Mareth recostó la cabeza en el hombro del druida.
—Eso no lo puedes saber. Podría ser que fuera exactamente eso.
—No —la tranquilizó él—. No te le pareces en nada, querida. En nada.
Le pasó una mano por el cabello negro y la estrechó contra él. Dejó que llorara y que derramara el dolor de tantos años. Cuando se hubiera desahogado se sentiría vacía e insensible, y sería entonces cuando tendría que insuflarle esperanza y un objetivo para seguir adelante.
Pasaron dos días enteros antes de que Kinson Ravenlock regresara. Salió del valle al atardecer, surgió de la luz de un naranja intenso que producían el fuego y el humo de los grandes hornos de Dechtera. Tenía ganas de reunirse con los demás, de darles las noticias. Echó a un lado la capa cubierta de polvo con una floritura y los abrazó a los dos con entusiasmo.
—He encontrado al hombre que necesitamos —anunció mientras se dejaba caer sobre la hierba con las piernas cruzadas y aceptaba el odre de cerveza que Mareth le ofrecía—. El hombre perfecto, me parece a mí. —Ensanchó la sonrisa y se encogió de hombros levemente—. Por desgracia, no está de acuerdo conmigo, así que alguien tendrá que convencerlo de que tengo razón. Por eso he venido a buscaros.
Bremen asintió y le señaló el odre.
—Bebe, come algo y luego cuéntanoslo todo.
Kinson se llevó el odre a los labios y echó atrás la cabeza.

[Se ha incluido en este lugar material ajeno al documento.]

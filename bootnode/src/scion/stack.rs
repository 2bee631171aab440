use std::path::{Path, PathBuf};
use std::sync::{Arc, Mutex};

use lazy_static::lazy_static;
use log::{debug, info};
use tos_bootnode_common::tokio::net::UnixStream;

use super::address::{IsdAs, ScionAddr};
use super::error::{ScionError, ScionResult};
use super::socket::PathAwareSocket;

pub const DEFAULT_DAEMON_SOCKET_DIR: &str = "/run/shm/sciond";
pub const DEFAULT_DISPATCHER_SOCKET: &str = "/run/shm/dispatcher/default.sock";

/// Filesystem locations of the local control plane.
#[derive(Debug, Clone, PartialEq, Eq)]
pub struct StackPaths {
    pub daemon_dir: PathBuf,
    pub dispatcher_socket: PathBuf,
}

impl Default for StackPaths {
    fn default() -> Self {
        Self {
            daemon_dir: PathBuf::from(DEFAULT_DAEMON_SOCKET_DIR),
            dispatcher_socket: PathBuf::from(DEFAULT_DISPATCHER_SOCKET),
        }
    }
}

impl StackPaths {
    /// `<daemon_dir>/sd<ISD>-<AS>.sock`, AS in decimal.
    pub fn daemon_socket(&self, ia: &IsdAs) -> PathBuf {
        self.daemon_dir.join(format!("sd{}-{}.sock", ia.isd, ia.asn))
    }
}

#[derive(Debug, Clone, PartialEq, Eq)]
pub struct StackContext {
    pub ia: IsdAs,
    pub daemon_socket: PathBuf,
    pub dispatcher_socket: PathBuf,
}

/// Process-wide path-aware networking context.
///
/// Initialisation happens once per process; repeating it for the same AS is
/// a no-op, switching to another AS is refused.
#[derive(Debug, Default)]
pub struct ScionStack {
    context: Mutex<Option<StackContext>>,
}

lazy_static! {
    static ref GLOBAL_STACK: Arc<ScionStack> = Arc::new(ScionStack::new());
}

/// The stack shared by the whole process.
pub fn global() -> Arc<ScionStack> {
    GLOBAL_STACK.clone()
}

/// Initialise the process-wide stack.
pub async fn init(ia: IsdAs, daemon_socket: &Path, dispatcher_socket: &Path) -> ScionResult<()> {
    GLOBAL_STACK.init(ia, daemon_socket, dispatcher_socket).await
}

/// Open a socket on the process-wide stack.
pub async fn bind(addr: &ScionAddr) -> ScionResult<PathAwareSocket> {
    GLOBAL_STACK.bind(addr).await
}

impl ScionStack {
    pub fn new() -> Self {
        Self::default()
    }

    pub fn context(&self) -> Option<StackContext> {
        self.context
            .lock()
            .unwrap_or_else(|poisoned| poisoned.into_inner())
            .clone()
    }

    /// `Ok(true)` when already initialised for `ia`.
    fn initialised_for(&self, ia: IsdAs) -> ScionResult<bool> {
        match self.context() {
            Some(current) if current.ia != ia => Err(ScionError::AlreadyInitialized {
                current: current.ia,
                requested: ia,
            }),
            Some(_) => Ok(true),
            None => Ok(false),
        }
    }

    /// Check that the daemon accepts connections and the dispatcher socket
    /// exists, then remember both for [`Self::bind`].
    pub async fn init(&self, ia: IsdAs, daemon_socket: &Path, dispatcher_socket: &Path) -> ScionResult<()> {
        if self.initialised_for(ia)? {
            if log::log_enabled!(log::Level::Debug) {
                debug!("path-aware stack already initialised for {}", ia);
            }
            return Ok(());
        }

        UnixStream::connect(daemon_socket)
            .await
            .map_err(|source| ScionError::DaemonUnreachable {
                path: daemon_socket.to_path_buf(),
                source,
            })?;

        if !dispatcher_socket.exists() {
            return Err(ScionError::DispatcherMissing(dispatcher_socket.to_path_buf()));
        }

        let mut context = self
            .context
            .lock()
            .unwrap_or_else(|poisoned| poisoned.into_inner());
        // Another caller may have won the race while we were connecting
        if let Some(current) = context.as_ref() {
            if current.ia != ia {
                return Err(ScionError::AlreadyInitialized {
                    current: current.ia,
                    requested: ia,
                });
            }
            return Ok(());
        }

        if log::log_enabled!(log::Level::Info) {
            info!(
                "path-aware stack initialised for {} (daemon {}, dispatcher {})",
                ia,
                daemon_socket.display(),
                dispatcher_socket.display()
            );
        }
        *context = Some(StackContext {
            ia,
            daemon_socket: daemon_socket.to_path_buf(),
            dispatcher_socket: dispatcher_socket.to_path_buf(),
        });
        Ok(())
    }

    /// Register a socket for `addr` with the dispatcher. `addr` must be in
    /// the AS the stack was initialised for.
    pub async fn bind(&self, addr: &ScionAddr) -> ScionResult<PathAwareSocket> {
        let context = self.context().ok_or(ScionError::NotInitialized)?;
        if context.ia != addr.ia {
            return Err(ScionError::ForeignAddress {
                requested: addr.ia,
                local: context.ia,
            });
        }

        let stream = UnixStream::connect(&context.dispatcher_socket).await?;
        PathAwareSocket::register(stream, addr).await
    }
}

#[cfg(test)]
mod tests {
    use super::*;
    use crate::scion::testing::FakeControlPlane;

    #[test]
    fn test_daemon_socket_path() {
        let paths = StackPaths::default();
        let ia: IsdAs = "1-ff00:0:110".parse().unwrap();
        assert_eq!(
            paths.daemon_socket(&ia),
            PathBuf::from("/run/shm/sciond/sd1-280375465083152.sock")
        );
    }

    #[tokio::test]
    async fn test_init_is_idempotent_per_as() {
        let ia: IsdAs = "1-ff00:0:110".parse().unwrap();
        let plane = FakeControlPlane::start(ia).await;
        let stack = ScionStack::new();

        stack.init(ia, &plane.daemon_socket(), &plane.paths.dispatcher_socket).await.unwrap();
        stack.init(ia, &plane.daemon_socket(), &plane.paths.dispatcher_socket).await.unwrap();

        let other: IsdAs = "2-64512".parse().unwrap();
        let err = stack
            .init(other, &plane.daemon_socket(), &plane.paths.dispatcher_socket)
            .await
            .unwrap_err();
        assert!(matches!(err, ScionError::AlreadyInitialized { .. }));
        assert_eq!(stack.context().unwrap().ia, ia);
    }

    #[tokio::test]
    async fn test_init_requires_daemon() {
        let ia: IsdAs = "1-64512".parse().unwrap();
        let plane = FakeControlPlane::start(ia).await;
        let stack = ScionStack::new();
        let missing = plane.paths.daemon_dir.join("sd9-9.sock");

        let err = stack.init(ia, &missing, &plane.paths.dispatcher_socket).await.unwrap_err();
        assert!(matches!(err, ScionError::DaemonUnreachable { .. }));
        assert!(stack.context().is_none());
    }

    #[tokio::test]
    async fn test_concurrent_init_keeps_one_as() {
        let ia: IsdAs = "1-ff00:0:110".parse().unwrap();
        let other: IsdAs = "2-64512".parse().unwrap();
        let plane = FakeControlPlane::start(ia).await;
        let stack = ScionStack::new();
        let daemon = plane.daemon_socket();

        let (first, second) = tokio::join!(
            stack.init(ia, &daemon, &plane.paths.dispatcher_socket),
            stack.init(other, &daemon, &plane.paths.dispatcher_socket),
        );
        assert_ne!(first.is_ok(), second.is_ok());
        let winner = if first.is_ok() { ia } else { other };
        let failed = if first.is_ok() { second } else { first };
        assert!(matches!(failed, Err(ScionError::AlreadyInitialized { .. })));
        assert_eq!(stack.context().unwrap().ia, winner);
    }

    #[tokio::test]
    async fn test_bind_requires_init() {
        let stack = ScionStack::new();
        let addr: ScionAddr = "1-64512,[127.0.0.1]:40000".parse().unwrap();
        assert!(matches!(stack.bind(&addr).await, Err(ScionError::NotInitialized)));
    }

    #[tokio::test]
    async fn test_bind_and_exchange() {
        let ia: IsdAs = "1-ff00:0:110".parse().unwrap();
        let plane = FakeControlPlane::start(ia).await;
        let stack = ScionStack::new();
        stack.init(ia, &plane.daemon_socket(), &plane.paths.dispatcher_socket).await.unwrap();

        let a = stack.bind(&"1-ff00:0:110,[127.0.0.1]:40000".parse().unwrap()).await.unwrap();
        let b = stack.bind(&"1-ff00:0:110,[127.0.0.1]".parse().unwrap()).await.unwrap();
        assert_eq!(a.local_addr().port, 40000);
        assert_ne!(b.local_addr().port, 0);

        a.send_to(b"hello", b.local_addr()).await.unwrap();
        let mut buf = [0u8; 32];
        let (len, from) = b.recv_from(&mut buf).await.unwrap();
        assert_eq!(&buf[..len], b"hello");
        assert_eq!(&from, a.local_addr());

        let foreign: ScionAddr = "2-64512,[127.0.0.1]:40001".parse().unwrap();
        assert!(matches!(
            stack.bind(&foreign).await,
            Err(ScionError::ForeignAddress { .. })
        ));
    }
}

Al oeste, el sol se hundía tras el horizonte, y la calidad y el color de la luz mudaba deprisa a medida que el crepúsculo descendía. Con la estela de ese cambio a mercurio, Kinson distinguió el atisbo de algo sombrío e inquietante en los ojos del anciano. Sin decir nada, echó un vistazo a Mareth. Ella le sostuvo la mirada con descaro.
El fronterizo bajó el odre y los contempló con aire de gravedad.
—¿Ha ocurrido algo mientras yo no estaba?
Se produjo un instante de silencio.
—Nos hemos estado contando historias —respondió Bremen esbozando una sonrisa melancólica. Miró a Mareth y luego volvió a dirigir los ojos hacia Kinson—. ¿Te gustaría oír alguna?
Kinson asintió con ademán pensativo.
—Si creéis que hay tiempo para eso…
Bremen le alargó la mano a Mareth y ella se la agarró. Tenía los ojos empañados de lágrimas.
—Creo que tenemos que sacar tiempo de donde sea para esta —dijo el anciano.
Y por el modo en que lo dijo, Kinson supo que el druida tenía razón.